On cross-examination, defense counsel asked Trooper Pearson if he had ever witnessed any interaction between defendant and the complainant. Trooper Pearson responded that the complainant showed him a video on her phone in which defendant was visible in his white GMC Envoy. The complainant repeatedly told defendant that he could not be there and needed to leave, and defendant kept saying, "I love you," and "I want this to work." The trooper could tell from the background that the video was taken at the complainant's house and the time stamp indicated that it was taken that evening. There was no indication that defendant had gone to the complainant's home to facilitate visitation.

On redirect, the State sought to play additional portions of Trooper Pearson's body- camera recording to rebut defense counsel's suggestion that defendant was impaired or otherwise did not understand what was happening. The court allowed the State to play a portion in which the trooper told defendant, "So you can't be driving to her house, you can't be texting her, you can't be calling her, you can't do what you've been doing," and defendant responded, "I understand that. I did that basically it was just like because I was trying to help my children."

Trooper Fecher's testimony was similar to that of Trooper Pearson.
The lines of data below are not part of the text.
//! Flight duration engine.
//!
//! Durations follow the game's formula
//!
//! ```text
//! round(((10 + (3500 / modifier) * sqrt(10 * distance / speed)) / fleet_speed) * trips)
//! ```
//!
//! Exact half seconds round away from zero (`f64::round`).

pub mod directive;
pub mod modifier;

use gfd_core::ClockTime;
use gfd_core::constants::{HOURS_PER_DAY, SECONDS_PER_HOUR, SECONDS_PER_MINUTE};
use thiserror::Error;

pub use directive::{FleetSpeedType, TripDirective};
pub use modifier::{SpeedModifier, SpeedScale};

#[derive(Debug, Clone, PartialEq, Error)]
pub enum FlightError {
    #[error("invalid input: {0}")]
    InvalidInput(String),
    #[error("arrival and return times need the current clock reading")]
    MissingClock,
    #[error("malformed duration `{0}`, expected `H:MM:SSh`")]
    MalformedDuration(String),
}

/// Flight duration in whole seconds.
pub fn flight_seconds(
    trip_factor: u32,
    distance: u32,
    ship_speed: u32,
    modifier: SpeedModifier,
    fleet_speed: u32,
) -> Result<u64, FlightError> {
    if !(1..=2).contains(&trip_factor) {
        return Err(FlightError::InvalidInput(format!(
            "trip factor must be 1 or 2, got {trip_factor}"
        )));
    }
    if distance == 0 {
        return Err(FlightError::InvalidInput("distance must be positive".into()));
    }
    if ship_speed == 0 {
        return Err(FlightError::InvalidInput("ship speed must be positive".into()));
    }
    if fleet_speed == 0 {
        return Err(FlightError::InvalidInput(
            "fleet speed multiplier must be positive".into(),
        ));
    }

    let travel = (10.0 * f64::from(distance) / f64::from(ship_speed)).sqrt();
    let one_way = (10.0 + (3500.0 / modifier.fraction()) * travel) / f64::from(fleet_speed);
    let seconds = (one_way * f64::from(trip_factor)).round();
    if !seconds.is_finite() || seconds < 0.0 || seconds > u64::MAX as f64 {
        return Err(FlightError::InvalidInput(format!(
            "flight duration is not representable: {seconds}"
        )));
    }
    Ok(seconds as u64)
}

/// Flight duration for a trip directive.
pub fn flight_seconds_for(
    directive: TripDirective,
    distance: u32,
    ship_speed: u32,
    modifier: SpeedModifier,
    fleet_speed: u32,
) -> Result<u64, FlightError> {
    flight_seconds(
        directive.trip_factor(),
        distance,
        ship_speed,
        modifier,
        fleet_speed,
    )
}

/// Elapsed time as `H:MM:SSh`; hours are unpadded and may exceed 24.
pub fn format_duration(total_seconds: u64) -> String {
    let hours = total_seconds / SECONDS_PER_HOUR;
    let minutes = (total_seconds / SECONDS_PER_MINUTE) % 60;
    let seconds = total_seconds % SECONDS_PER_MINUTE;
    format!("{hours}:{minutes:02}:{seconds:02}h")
}

/// Inverse of [`format_duration`].
pub fn parse_duration(text: &str) -> Result<u64, FlightError> {
    let malformed = || FlightError::MalformedDuration(text.to_string());
    let body = text.trim().strip_suffix('h').ok_or_else(malformed)?;
    let mut parts = body.split(':');
    let (Some(hours), Some(minutes), Some(seconds), None) =
        (parts.next(), parts.next(), parts.next(), parts.next())
    else {
        return Err(malformed());
    };
    if minutes.len() != 2 || seconds.len() != 2 {
        return Err(malformed());
    }
    if ![hours, minutes, seconds].into_iter().all(is_digits) {
        return Err(malformed());
    }
    let hours: u64 = hours.parse().map_err(|_| malformed())?;
    let minutes: u64 = minutes.parse().map_err(|_| malformed())?;
    let seconds: u64 = seconds.parse().map_err(|_| malformed())?;
    if minutes >= 60 || seconds >= 60 {
        return Err(malformed());
    }
    hours
        .checked_mul(SECONDS_PER_HOUR)
        .and_then(|total| total.checked_add(minutes * SECONDS_PER_MINUTE + seconds))
        .ok_or_else(malformed)
}

/// `u64::from_str` accepts a leading `+`; durations never carry a sign.
fn is_digits(field: &str) -> bool {
    !field.is_empty() && field.bytes().all(|b| b.is_ascii_digit())
}

/// Wall-clock time `offset_seconds` after `now`, as `HH:MM:SS`.
///
/// Hours wrap at midnight; the day is not reported.
pub fn absolute_time(now: ClockTime, offset_seconds: u64) -> String {
    let seconds = u64::from(now.seconds()) + offset_seconds;
    let minutes = u64::from(now.minutes()) + seconds / SECONDS_PER_MINUTE;
    let hours = u64::from(now.hours()) + minutes / 60;
    format!(
        "{:02}:{:02}:{:02}",
        hours % HOURS_PER_DAY,
        minutes % 60,
        seconds % SECONDS_PER_MINUTE
    )
}

/// Text shown for a flight: a duration for one/two-way directives, a clock
/// time for arrival/return.
pub fn briefing(
    directive: TripDirective,
    seconds: u64,
    now: Option<ClockTime>,
) -> Result<String, FlightError> {
    if directive.is_absolute() {
        let now = now.ok_or(FlightError::MissingClock)?;
        Ok(absolute_time(now, seconds))
    } else {
        Ok(format_duration(seconds))
    }
}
Trooper Fecher added that when they first arrived at defendant's address and located defendant's car, he checked the hood and it felt warm to the touch, indicating that it was recently operated. Trooper Fecher testified that defendant told the troopers that he had driven to the complainant's house a couple of hours earlier and got out of his car "long enough to say hello."
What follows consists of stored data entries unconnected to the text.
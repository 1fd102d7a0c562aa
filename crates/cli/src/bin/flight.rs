use std::io::{self, Write};
use std::path::PathBuf;

use anyhow::{Context, bail};
use chrono::{Local, Timelike};
use clap::{Parser, ValueEnum};
use galaxy_flight_duration::config::{PlayerSettings, ShipSlot, load_server_metadata};
use galaxy_flight_duration::core::{ClockTime, Coordinate};
use galaxy_flight_duration::distance::IgnoredSystems;
use galaxy_flight_duration::export;
use galaxy_flight_duration::flight::{FleetSpeedType, SpeedScale, TripDirective};
use galaxy_flight_duration::overlay::{
    BuiltinLocale, Catalog, GalaxyView, Localizer, OverlayInputs, RecomputeTrigger, RenderModel,
    ShipLine, ShipWarning, TextKey, fleet_table, info_summary, recompute,
};
use galaxy_flight_duration::ships::{ShipClass, ShipSpeedCache};
use tracing::debug;
use tracing_subscriber::{EnvFilter, fmt, prelude::*};

#[derive(Parser)]
#[command(
    author,
    version,
    about = "Flight durations from your planet to the system open in the galaxy view"
)]
struct Cli {
    /// Server metadata file (TOML, JSON or YAML)
    #[arg(long)]
    server: PathBuf,

    /// Origin planet as `g:s:p`
    #[arg(long)]
    from: Option<Coordinate>,

    /// Galaxy view destination as `g:s` (position is always 16)
    #[arg(long)]
    to: Option<String>,

    /// Ship per slot, by name (`lightFighter`) or id (`204`); up to three
    #[arg(long = "ship")]
    ships: Vec<ShipClass>,

    /// What to show for each ship
    #[arg(long, value_enum)]
    directive: Option<DirectiveArg>,

    /// Which server fleet speed applies
    #[arg(long, value_enum)]
    fleet_speed: Option<FleetSpeedArg>,

    /// Speed modifier step (0 = 100%, 1 = 90% or 95% for the General class)
    #[arg(long)]
    modifier: Option<usize>,

    /// Player has the General class (5% modifier steps)
    #[arg(long, default_value_t = false)]
    general: bool,

    /// Stored player settings (JSON); flags above override it
    #[arg(long)]
    settings: Option<PathBuf>,

    /// Ship speed cache (JSON); defaults to manufacturer speeds
    #[arg(long)]
    cache: Option<PathBuf>,

    /// Empty systems that may be skipped on the way
    #[arg(long)]
    empty: Option<u32>,

    /// Inactive systems that may be skipped on the way
    #[arg(long)]
    inactive: Option<u32>,

    /// Label language (`en`, `de`, `fr`, `it`, `br`, `si`)
    #[arg(long, default_value = "en")]
    lang: String,

    /// Translation catalog overriding the built-in labels
    #[arg(long)]
    catalog: Option<PathBuf>,

    /// Current time as `HH:MM:SS` (defaults to the local clock)
    #[arg(long)]
    now: Option<ClockTime>,

    /// Today's marker for speed freshness (defaults to the local date)
    #[arg(long)]
    day: Option<String>,

    /// Output format
    #[arg(long, value_enum, default_value_t = OutputFormat::Text)]
    format: OutputFormat,

    /// Write the output to this file instead of stdout
    #[arg(long)]
    output: Option<PathBuf>,

    /// List every ship class instead of the three selected ones
    #[arg(long, default_value_t = false)]
    all_ships: bool,

    /// Print saved speeds and universe settings, then exit
    #[arg(long, default_value_t = false)]
    info: bool,
}

#[derive(Copy, Clone, ValueEnum, Debug)]
enum DirectiveArg {
    OneWay,
    TwoWay,
    Arrival,
    Return,
}

impl From<DirectiveArg> for TripDirective {
    fn from(arg: DirectiveArg) -> Self {
        match arg {
            DirectiveArg::OneWay => Self::OneWay,
            DirectiveArg::TwoWay => Self::TwoWay,
            DirectiveArg::Arrival => Self::Arrival,
            DirectiveArg::Return => Self::Return,
        }
    }
}

#[derive(Copy, Clone, ValueEnum, Debug)]
enum FleetSpeedArg {
    Peaceful,
    War,
    Holding,
}

impl From<FleetSpeedArg> for FleetSpeedType {
    fn from(arg: FleetSpeedArg) -> Self {
        match arg {
            FleetSpeedArg::Peaceful => Self::Peaceful,
            FleetSpeedArg::War => Self::War,
            FleetSpeedArg::Holding => Self::Holding,
        }
    }
}

#[derive(Copy, Clone, ValueEnum, Debug, PartialEq, Eq)]
enum OutputFormat {
    Text,
    Json,
    Csv,
}

fn main() -> anyhow::Result<()> {
    tracing_subscriber::registry()
        .with(fmt::layer().with_writer(io::stderr))
        .with(EnvFilter::from_default_env())
        .init();

    let cli = Cli::parse();
    let server = load_server_metadata(&cli.server)
        .with_context(|| format!("loading server metadata from {}", cli.server.display()))?;
    let cache = match &cli.cache {
        Some(path) => ShipSpeedCache::load_json(path)
            .with_context(|| format!("loading speed cache from {}", path.display()))?,
        None => ShipSpeedCache::new(),
    };
    let locale = load_locale(&cli)?;
    let mut out = export::output_writer(cli.output.as_deref())
        .context("opening output destination")?;

    if cli.info {
        write!(out, "{}", info_summary(&server, &cache, locale.as_ref()))?;
        out.flush()?;
        return Ok(());
    }

    let (Some(origin), Some(to)) = (cli.from, cli.to.as_deref()) else {
        bail!("--from and --to are required unless --info is given");
    };
    let view = parse_view(to)?;
    let settings = player_settings(&cli)?;
    let ignored = (cli.empty.is_some() || cli.inactive.is_some()).then(|| IgnoredSystems {
        empty: cli.empty.unwrap_or_default(),
        inactive: cli.inactive.unwrap_or_default(),
    });
    let day = cli
        .day
        .clone()
        .unwrap_or_else(|| Local::now().format("%Y-%m-%d").to_string());
    let now = match cli.now {
        Some(now) => now,
        None => local_clock()?,
    };

    let inputs = OverlayInputs {
        server: &server,
        origin,
        view,
        settings: &settings,
        general_class: cli.general,
        ignored,
        now: Some(now),
        day_marker: Some(&day),
    };
    debug!(%origin, galaxy = view.galaxy, system = view.system, "computing flight durations");

    let locale = locale.as_ref();
    match cli.format {
        OutputFormat::Csv => {
            let lines = if cli.all_ships {
                fleet_table(&inputs, &cache, locale)?
            } else {
                recompute(RecomputeTrigger::InitialLoad, &inputs, &cache, locale)?.ships
            };
            export::csv::write_flight_table(out, &lines)?;
        }
        OutputFormat::Json => {
            let model = recompute(RecomputeTrigger::InitialLoad, &inputs, &cache, locale)?;
            export::json::write_render_model(out, &model)?;
        }
        OutputFormat::Text => {
            let model = recompute(RecomputeTrigger::InitialLoad, &inputs, &cache, locale)?;
            let lines = if cli.all_ships {
                Some(fleet_table(&inputs, &cache, locale)?)
            } else {
                None
            };
            print_text(&mut out, &model, lines.as_deref(), locale)?;
            out.flush()?;
        }
    }
    Ok(())
}

fn load_locale(cli: &Cli) -> anyhow::Result<Box<dyn Localizer>> {
    let locale: Box<dyn Localizer> = match &cli.catalog {
        Some(path) => Box::new(
            Catalog::load(path)
                .with_context(|| format!("loading catalog from {}", path.display()))?,
        ),
        None => Box::new(BuiltinLocale::for_language(&cli.lang)),
    };
    Ok(locale)
}

/// Parse a galaxy view selection, `g:s`.
fn parse_view(text: &str) -> anyhow::Result<GalaxyView> {
    let Some((galaxy, system)) = text.trim().split_once(':') else {
        bail!("galaxy view must look like `g:s`, got `{text}`");
    };
    let view = GalaxyView {
        galaxy: galaxy.parse().context("galaxy must be a number")?,
        system: system.parse().context("system must be a number")?,
    };
    if view.galaxy == 0 || view.system == 0 {
        bail!("galaxy and system must be at least 1");
    }
    Ok(view)
}

fn player_settings(cli: &Cli) -> anyhow::Result<PlayerSettings> {
    let mut settings = match &cli.settings {
        Some(path) => PlayerSettings::load_json(path)
            .with_context(|| format!("loading settings from {}", path.display()))?,
        None => PlayerSettings::default(),
    };
    if cli.ships.len() > ShipSlot::ALL.len() {
        bail!("at most {} ships can be selected", ShipSlot::ALL.len());
    }
    for (slot, ship) in ShipSlot::ALL.into_iter().zip(&cli.ships) {
        settings.select_ship(slot, *ship);
    }
    if let Some(directive) = cli.directive {
        let directive = TripDirective::from(directive);
        settings.briefing = TripDirective::ALL
            .iter()
            .position(|candidate| *candidate == directive)
            .unwrap_or_default();
    }
    if let Some(kind) = cli.fleet_speed {
        let kind = FleetSpeedType::from(kind);
        settings.fleet_speed_type = FleetSpeedType::ALL
            .iter()
            .position(|candidate| *candidate == kind)
            .unwrap_or_default();
    }
    if let Some(modifier) = cli.modifier {
        settings.speed_modifier = modifier;
    }
    settings.normalize(SpeedScale::for_general_class(cli.general));
    Ok(settings)
}

fn local_clock() -> anyhow::Result<ClockTime> {
    let now = Local::now();
    Ok(ClockTime::new(now.hour(), now.minute(), now.second())?)
}

fn print_text(
    out: &mut impl Write,
    model: &RenderModel,
    all_ships: Option<&[ShipLine]>,
    locale: &dyn Localizer,
) -> io::Result<()> {
    let delta = model.distance.report.effective();
    writeln!(
        out,
        "{}: {}  ({}:{}:{})",
        locale.text(TextKey::Distance),
        model.distance.report.distance,
        delta.g,
        delta.s,
        delta.p
    )?;
    writeln!(
        out,
        "{} x{}  |  {}  |  {} {}%",
        locale.text(TextKey::for_fleet_speed(model.fleet_speed.kind)),
        model.fleet_speed.multiplier,
        model.directive_title,
        locale.text(TextKey::SpeedModifier),
        model.speed_modifier.percent
    )?;
    let lines = all_ships.unwrap_or(&model.ships);
    for line in lines {
        writeln!(out, "{:<10} {:>10}  {}", line.label, line.speed, line.briefing)?;
    }
    match lines.iter().find_map(|line| line.warning) {
        Some(ShipWarning::SpeedNeverRefreshed) => {
            writeln!(out, "{}", locale.text(TextKey::SpeedNeverRefreshed))?
        }
        Some(ShipWarning::SpeedStale) => writeln!(out, "{}", locale.text(TextKey::SpeedStale))?,
        None => {}
    }
    Ok(())
}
After the State rested, defendant moved for judgment of acquittal, arguing that there was insufficient evidence to prove the charge and no evidence that he was served with the RFA order. The court denied the motion. Defendant did not testify or present any witnesses. The jury found defendant guilty. The court imposed a suspended sentence of one to three months. Defendant subsequently filed a motion for judgment of acquittal under the corpus delicti rule, arguing that there was insufficient evidence to corroborate his admission to the troopers that he had gone to the complainant's house. The court denied the motion, concluding that the troopers' testimony about being dispatched to the complainant's home in the middle of the night, the complainant's demeanor when they arrived, Trooper Pearson's description of the video shown to him by the complainant, the fact that she gave them defendant's address, and Trooper Fecher's testimony that the hood of defendant's car was still warm all corroborated defendant's later admission to the violation.
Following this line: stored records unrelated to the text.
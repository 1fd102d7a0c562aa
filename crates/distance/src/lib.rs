//! Coordinate difference and distance engine.
//!
//! Distances follow the game's piecewise rules: the dominant non-zero
//! component of the coordinate difference decides which linear formula
//! applies. Systems and galaxies may wrap around ("donut" topology), in
//! which case the shorter way round is used.

use gfd_core::constants::{
    GALAXY_BASE_DISTANCE, PER_GALAXY_DISTANCE, PER_POSITION_DISTANCE, PER_SYSTEM_DISTANCE,
    SAME_POSITION_DISTANCE, SYSTEM_BASE_DISTANCE, SYSTEMS_PER_GALAXY,
};
use gfd_core::{Coordinate, CoordsDifference, TopologyConfig};
use serde::Serialize;

/// Difference between two coordinates, evaluated in priority order:
/// same position, same system, same galaxy, then across galaxies.
pub fn coords_difference(
    origin: &Coordinate,
    destination: &Coordinate,
    topology: &TopologyConfig,
) -> CoordsDifference {
    if origin.galaxy == destination.galaxy {
        if origin.system == destination.system {
            if origin.position == destination.position {
                return CoordsDifference::ZERO;
            }
            return CoordsDifference {
                g: 0,
                s: 0,
                p: origin.position.abs_diff(destination.position),
            };
        }
        let systems = origin.system.abs_diff(destination.system);
        let s = if topology.donut_system {
            shortest_way_round(systems, SYSTEMS_PER_GALAXY)
        } else {
            systems
        };
        return CoordsDifference { g: 0, s, p: 0 };
    }

    let galaxies = origin.galaxy.abs_diff(destination.galaxy);
    let g = if topology.donut_galaxy {
        shortest_way_round(galaxies, topology.max_galaxies)
    } else {
        galaxies
    };
    CoordsDifference { g, s: 0, p: 0 }
}

/// `min(delta, span - delta)`; out-of-range deltas are returned unchanged.
fn shortest_way_round(delta: u32, span: u32) -> u32 {
    if delta >= span {
        delta
    } else {
        delta.min(span - delta)
    }
}

/// Distance units for a coordinate difference. Saturates at `u32::MAX`.
pub fn distance(delta: &CoordsDifference) -> u32 {
    match *delta {
        CoordsDifference { g: 0, s: 0, p: 0 } => SAME_POSITION_DISTANCE,
        CoordsDifference { g: 0, s: 0, p } => {
            SYSTEM_BASE_DISTANCE.saturating_add(PER_POSITION_DISTANCE.saturating_mul(p))
        }
        CoordsDifference { g: 0, s, .. } => {
            GALAXY_BASE_DISTANCE.saturating_add(PER_SYSTEM_DISTANCE.saturating_mul(s))
        }
        CoordsDifference { g, .. } => PER_GALAXY_DISTANCE.saturating_mul(g),
    }
}

/// Empty and inactive systems a fleet may skip on servers that allow it.
#[derive(Debug, Clone, Copy, Default, PartialEq, Eq, Serialize)]
pub struct IgnoredSystems {
    pub empty: u32,
    pub inactive: u32,
}

impl IgnoredSystems {
    pub fn total(&self) -> u32 {
        self.empty.saturating_add(self.inactive)
    }
}

/// How a distance should be emphasised when displayed.
#[derive(Debug, Clone, Copy, PartialEq, Eq, Serialize)]
pub enum DistanceHighlight {
    Normal,
    /// Ignore-systems mode removed at least one system from the path.
    Reduced,
    /// The destination lies in another galaxy.
    InterGalactic,
}

/// Distance together with the deltas it was derived from.
#[derive(Debug, Clone, Copy, PartialEq, Eq, Serialize)]
pub struct DistanceReport {
    pub distance: u32,
    /// Delta between the two coordinates as the game addresses them.
    pub raw: CoordsDifference,
    /// Delta after skipping ignored systems, when that mode applies.
    pub adjusted: Option<CoordsDifference>,
    pub ignored: Option<IgnoredSystems>,
}

impl DistanceReport {
    /// Delta the distance was actually computed from.
    pub fn effective(&self) -> CoordsDifference {
        self.adjusted.unwrap_or(self.raw)
    }

    pub fn highlight(&self) -> DistanceHighlight {
        if self.distance >= PER_GALAXY_DISTANCE {
            DistanceHighlight::InterGalactic
        } else if self.ignored.is_some_and(|ignored| ignored.total() > 0) {
            DistanceHighlight::Reduced
        } else {
            DistanceHighlight::Normal
        }
    }
}

/// Raw delta with the system component reduced by the skipped systems.
pub fn skip_ignored_systems(raw: &CoordsDifference, ignored: &IgnoredSystems) -> CoordsDifference {
    CoordsDifference {
        s: raw.s.saturating_sub(ignored.total()),
        ..*raw
    }
}

/// Compute the distance between two coordinates, optionally skipping
/// empty and inactive systems along the way.
pub fn measure(
    origin: &Coordinate,
    destination: &Coordinate,
    topology: &TopologyConfig,
    ignored: Option<IgnoredSystems>,
) -> DistanceReport {
    let raw = coords_difference(origin, destination, topology);
    let adjusted = ignored.map(|ignored| skip_ignored_systems(&raw, &ignored));
    let distance = distance(&adjusted.unwrap_or(raw));
    DistanceReport {
        distance,
        raw,
        adjusted,
        ignored,
    }
}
Defendant's first argument on appeal is that the court's admission of testimonial hearsay from the complainant, who did not testify at trial, violated his right to confrontation. Defendant argues that the court erred in admitting the complainant's statements that defendant went to her residence and about where defendant lived and what kind of car he was driving. Defendant concedes that he did not object on this ground below but argues that the admission of the evidence was plain error. "Plain error lies only in the rare and extraordinary cases where a glaring error occurred during trial that was so grave and serious that it strikes at the very heart of defendant's constitutional rights." State v. Leroux, 2008 VT 104, ¶ 12, 184 Vt. 396 (quotation omitted).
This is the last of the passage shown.